• **Assignment**
Take every line in the entries that includes the word "closed" and copy it.

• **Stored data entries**
--
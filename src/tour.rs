//! Completed tours and tour-length helpers.

use std::fmt;

#[cfg(feature = "serde")]
use serde::{Deserialize, Serialize};

use crate::node::{distance, Node, NodeId};

/// A closed tour produced by one ant.
///
/// `path` visits every node exactly once and implicitly returns to
/// `path[0]`; `distance` includes that closing edge.
#[derive(Debug, Clone, PartialEq)]
#[cfg_attr(feature = "serde", derive(Serialize, Deserialize))]
pub struct Tour {
    pub path: Vec<NodeId>,
    pub distance: f64,
}

impl Tour {
    /// Creates a new tour.
    pub fn new(path: Vec<NodeId>, distance: f64) -> Self {
        Self { path, distance }
    }

    /// Number of nodes visited.
    pub fn len(&self) -> usize {
        self.path.len()
    }

    /// Returns true if the tour visits no node.
    pub fn is_empty(&self) -> bool {
        self.path.is_empty()
    }

    /// Iterates over the traversed edges, closing edge last.
    ///
    /// A two-node tour yields its single edge twice.
    pub fn edges(&self) -> impl Iterator<Item = (NodeId, NodeId)> + '_ {
        let n = self.path.len();
        (0..n).map(move |i| (self.path[i], self.path[(i + 1) % n]))
    }

    /// Returns true if the path is a permutation of `0..n`.
    pub fn is_permutation_of(&self, n: usize) -> bool {
        if self.path.len() != n {
            return false;
        }
        let mut seen = vec![false; n];
        for &id in &self.path {
            if id >= n || seen[id] {
                return false;
            }
            seen[id] = true;
        }
        true
    }
}

impl fmt::Display for Tour {
    fn fmt(&self, f: &mut fmt::Formatter<'_>) -> fmt::Result {
        write!(f, "dist={:.4} path={:?}", self.distance, self.path)
    }
}

/// Length of the closed tour through `path`, including the edge back to the start.
pub fn tour_length(nodes: &[Node], path: &[NodeId]) -> f64 {
    if path.len() < 2 {
        return 0.0;
    }
    let n = path.len();
    (0..n)
        .map(|i| distance(&nodes[path[i]], &nodes[path[(i + 1) % n]]))
        .sum()
}

#[cfg(test)]
mod tests {
    use super::*;

    fn square() -> Vec<Node> {
        Node::from_points(&[(0.0, 0.0), (1.0, 0.0), (1.0, 1.0), (0.0, 1.0)])
    }

    #[test]
    fn perimeter_length() {
        assert!((tour_length(&square(), &[0, 1, 2, 3]) - 4.0).abs() < 1e-10);
    }

    #[test]
    fn crossing_length() {
        let expected = 2.0 + 2.0 * 2f64.sqrt();
        assert!((tour_length(&square(), &[0, 2, 1, 3]) - expected).abs() < 1e-10);
    }

    #[test]
    fn two_node_tour_counts_edge_twice() {
        let nodes = Node::from_points(&[(0.0, 0.0), (3.0, 4.0)]);
        assert!((tour_length(&nodes, &[1, 0]) - 10.0).abs() < 1e-10);
    }

    #[test]
    fn edges_include_closing_edge() {
        let tour = Tour::new(vec![2, 0, 1], 0.0);
        let edges: Vec<_> = tour.edges().collect();
        assert_eq!(edges, vec![(2, 0), (0, 1), (1, 2)]);
    }

    #[test]
    fn permutation_check() {
        assert!(Tour::new(vec![2, 0, 1], 0.0).is_permutation_of(3));
        assert!(!Tour::new(vec![2, 0, 0], 0.0).is_permutation_of(3));
        assert!(!Tour::new(vec![0, 1], 0.0).is_permutation_of(3));
        assert!(!Tour::new(vec![0, 1, 3], 0.0).is_permutation_of(3));
    }
}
--
• **Exercise solution**
/// A closed tour produced by one ant.
/// Length of the closed tour through `path`, including the edge back to the start.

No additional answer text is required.